**Exercise details**:
Return verbatim every line from the first line of the data below to the line that contains "lost between installation", inclusive, and no further.

(Saved data entries)
=== Section Start ===
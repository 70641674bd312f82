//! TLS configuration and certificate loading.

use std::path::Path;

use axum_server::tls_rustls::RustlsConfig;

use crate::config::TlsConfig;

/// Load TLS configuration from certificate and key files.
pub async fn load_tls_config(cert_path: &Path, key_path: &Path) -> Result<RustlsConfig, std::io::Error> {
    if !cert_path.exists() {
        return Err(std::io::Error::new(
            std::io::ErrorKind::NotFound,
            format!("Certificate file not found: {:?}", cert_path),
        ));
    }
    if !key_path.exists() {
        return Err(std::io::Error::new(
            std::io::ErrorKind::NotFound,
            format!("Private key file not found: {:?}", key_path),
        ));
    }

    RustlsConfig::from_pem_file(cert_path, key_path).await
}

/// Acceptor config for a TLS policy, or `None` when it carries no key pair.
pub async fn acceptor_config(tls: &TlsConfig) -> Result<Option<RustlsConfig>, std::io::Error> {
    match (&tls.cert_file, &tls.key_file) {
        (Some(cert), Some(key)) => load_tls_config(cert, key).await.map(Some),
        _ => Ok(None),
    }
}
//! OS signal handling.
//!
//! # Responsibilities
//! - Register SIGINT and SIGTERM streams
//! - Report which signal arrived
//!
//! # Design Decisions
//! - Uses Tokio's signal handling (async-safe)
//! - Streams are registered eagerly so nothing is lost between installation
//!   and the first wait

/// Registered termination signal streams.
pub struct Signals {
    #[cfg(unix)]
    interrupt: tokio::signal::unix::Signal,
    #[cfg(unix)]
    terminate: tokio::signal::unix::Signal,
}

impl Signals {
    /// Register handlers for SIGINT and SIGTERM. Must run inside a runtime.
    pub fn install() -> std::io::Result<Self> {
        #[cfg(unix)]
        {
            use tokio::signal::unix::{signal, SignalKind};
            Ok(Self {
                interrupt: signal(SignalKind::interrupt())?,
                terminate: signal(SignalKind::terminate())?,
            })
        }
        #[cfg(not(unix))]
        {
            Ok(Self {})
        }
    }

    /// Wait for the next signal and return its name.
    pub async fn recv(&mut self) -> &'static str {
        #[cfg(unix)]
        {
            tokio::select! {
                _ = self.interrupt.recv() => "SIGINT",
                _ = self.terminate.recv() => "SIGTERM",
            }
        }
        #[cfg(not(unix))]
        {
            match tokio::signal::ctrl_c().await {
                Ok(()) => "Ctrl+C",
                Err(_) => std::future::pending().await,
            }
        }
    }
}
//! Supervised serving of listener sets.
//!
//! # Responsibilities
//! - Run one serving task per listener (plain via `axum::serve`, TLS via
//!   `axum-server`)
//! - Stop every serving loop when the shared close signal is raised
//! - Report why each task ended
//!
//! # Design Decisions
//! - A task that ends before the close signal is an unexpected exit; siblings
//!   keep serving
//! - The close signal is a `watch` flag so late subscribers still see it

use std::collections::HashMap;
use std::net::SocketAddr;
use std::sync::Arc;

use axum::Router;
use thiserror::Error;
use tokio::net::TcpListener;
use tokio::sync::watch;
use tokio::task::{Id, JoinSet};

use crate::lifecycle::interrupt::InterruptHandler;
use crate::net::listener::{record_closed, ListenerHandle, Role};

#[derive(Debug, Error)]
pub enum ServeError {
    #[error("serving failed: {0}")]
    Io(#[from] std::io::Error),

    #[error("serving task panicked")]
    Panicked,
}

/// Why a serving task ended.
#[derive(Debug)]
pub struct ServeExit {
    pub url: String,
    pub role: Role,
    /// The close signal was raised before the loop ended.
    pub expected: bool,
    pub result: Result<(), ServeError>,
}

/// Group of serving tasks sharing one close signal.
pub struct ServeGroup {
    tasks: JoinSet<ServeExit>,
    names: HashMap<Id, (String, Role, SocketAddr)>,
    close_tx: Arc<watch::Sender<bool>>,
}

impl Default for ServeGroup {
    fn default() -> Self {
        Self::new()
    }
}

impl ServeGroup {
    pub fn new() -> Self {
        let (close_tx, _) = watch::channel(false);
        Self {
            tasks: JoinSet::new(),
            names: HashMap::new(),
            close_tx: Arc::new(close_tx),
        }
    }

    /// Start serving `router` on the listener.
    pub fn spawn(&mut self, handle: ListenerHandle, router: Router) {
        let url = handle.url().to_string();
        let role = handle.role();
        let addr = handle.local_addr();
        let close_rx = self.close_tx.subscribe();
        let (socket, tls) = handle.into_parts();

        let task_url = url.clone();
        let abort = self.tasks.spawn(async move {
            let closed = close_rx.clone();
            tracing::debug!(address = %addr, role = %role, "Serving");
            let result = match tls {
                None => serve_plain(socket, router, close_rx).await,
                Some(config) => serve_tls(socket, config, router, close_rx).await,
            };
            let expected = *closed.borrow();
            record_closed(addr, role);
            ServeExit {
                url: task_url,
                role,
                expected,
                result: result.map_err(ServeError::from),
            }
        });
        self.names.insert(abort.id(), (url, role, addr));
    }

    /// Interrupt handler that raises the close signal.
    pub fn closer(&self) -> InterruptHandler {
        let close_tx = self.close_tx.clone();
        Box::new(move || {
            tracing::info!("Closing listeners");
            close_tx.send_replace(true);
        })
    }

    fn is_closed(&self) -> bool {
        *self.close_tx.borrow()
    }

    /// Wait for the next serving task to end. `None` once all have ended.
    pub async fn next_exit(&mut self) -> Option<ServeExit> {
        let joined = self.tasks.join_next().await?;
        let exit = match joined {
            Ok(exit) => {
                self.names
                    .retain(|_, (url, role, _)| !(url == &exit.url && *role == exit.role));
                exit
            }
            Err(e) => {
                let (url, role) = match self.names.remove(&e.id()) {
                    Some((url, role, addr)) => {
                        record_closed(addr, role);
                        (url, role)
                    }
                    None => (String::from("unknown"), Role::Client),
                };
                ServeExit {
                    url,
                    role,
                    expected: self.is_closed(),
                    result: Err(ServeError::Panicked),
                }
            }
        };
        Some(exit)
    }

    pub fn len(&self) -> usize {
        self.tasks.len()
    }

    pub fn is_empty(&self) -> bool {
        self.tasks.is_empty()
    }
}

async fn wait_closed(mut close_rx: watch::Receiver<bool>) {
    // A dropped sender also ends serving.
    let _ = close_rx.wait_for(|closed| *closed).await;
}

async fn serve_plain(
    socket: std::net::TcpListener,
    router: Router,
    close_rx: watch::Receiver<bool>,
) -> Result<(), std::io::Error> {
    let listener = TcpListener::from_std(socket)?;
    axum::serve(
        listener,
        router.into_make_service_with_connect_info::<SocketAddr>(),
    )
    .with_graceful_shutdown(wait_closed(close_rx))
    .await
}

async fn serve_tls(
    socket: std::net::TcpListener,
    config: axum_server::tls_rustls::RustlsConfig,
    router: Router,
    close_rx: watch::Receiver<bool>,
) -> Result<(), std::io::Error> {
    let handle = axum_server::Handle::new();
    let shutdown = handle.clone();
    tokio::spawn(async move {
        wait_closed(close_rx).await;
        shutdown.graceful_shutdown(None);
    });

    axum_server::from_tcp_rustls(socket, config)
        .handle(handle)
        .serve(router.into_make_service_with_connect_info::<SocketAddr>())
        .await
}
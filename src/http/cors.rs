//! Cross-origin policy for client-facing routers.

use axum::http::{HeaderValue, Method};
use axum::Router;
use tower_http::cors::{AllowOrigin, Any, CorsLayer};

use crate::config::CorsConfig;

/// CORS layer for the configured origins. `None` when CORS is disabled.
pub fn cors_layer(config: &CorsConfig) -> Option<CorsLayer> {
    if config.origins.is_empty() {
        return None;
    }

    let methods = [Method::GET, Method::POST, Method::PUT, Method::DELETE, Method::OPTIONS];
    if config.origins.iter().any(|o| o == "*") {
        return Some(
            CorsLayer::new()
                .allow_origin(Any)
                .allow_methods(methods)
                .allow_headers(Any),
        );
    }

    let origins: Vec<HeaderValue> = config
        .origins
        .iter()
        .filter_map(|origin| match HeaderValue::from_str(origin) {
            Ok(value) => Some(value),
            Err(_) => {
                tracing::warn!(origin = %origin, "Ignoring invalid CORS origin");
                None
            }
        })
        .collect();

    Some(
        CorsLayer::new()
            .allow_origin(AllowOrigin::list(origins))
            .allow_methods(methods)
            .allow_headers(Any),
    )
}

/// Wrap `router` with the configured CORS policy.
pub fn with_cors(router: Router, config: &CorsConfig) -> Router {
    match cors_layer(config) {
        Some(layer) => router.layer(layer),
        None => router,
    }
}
=== Section End ===
**Exercise answer**:
repository 70641674bd312f82
//! TLS configuration and certificate loading.

use std::path::Path;

use axum_server::tls_rustls::RustlsConfig;

use crate::config::TlsConfig;

/// Load TLS configuration from certificate and key files.
pub async fn load_tls_config(cert_path: &Path, key_path: &Path) -> Result<RustlsConfig, std::io::Error> {
    if !cert_path.exists() {
        return Err(std::io::Error::new(
            std::io::ErrorKind::NotFound,
            format!("Certificate file not found: {:?}", cert_path),
        ));
    }
    if !key_path.exists() {
        return Err(std::io::Error::new(
            std::io::ErrorKind::NotFound,
            format!("Private key file not found: {:?}", key_path),
        ));
    }

    RustlsConfig::from_pem_file(cert_path, key_path).await
}

/// Acceptor config for a TLS policy, or `None` when it carries no key pair.
pub async fn acceptor_config(tls: &TlsConfig) -> Result<Option<RustlsConfig>, std::io::Error> {
    match (&tls.cert_file, &tls.key_file) {
        (Some(cert), Some(key)) => load_tls_config(cert, key).await.map(Some),
        _ => Ok(None),
    }
}
//! OS signal handling.
//!
//! # Responsibilities
//! - Register SIGINT and SIGTERM streams
//! - Report which signal arrived
//!
//! # Design Decisions
//! - Uses Tokio's signal handling (async-safe)
//! - Streams are registered eagerly so nothing is lost between installation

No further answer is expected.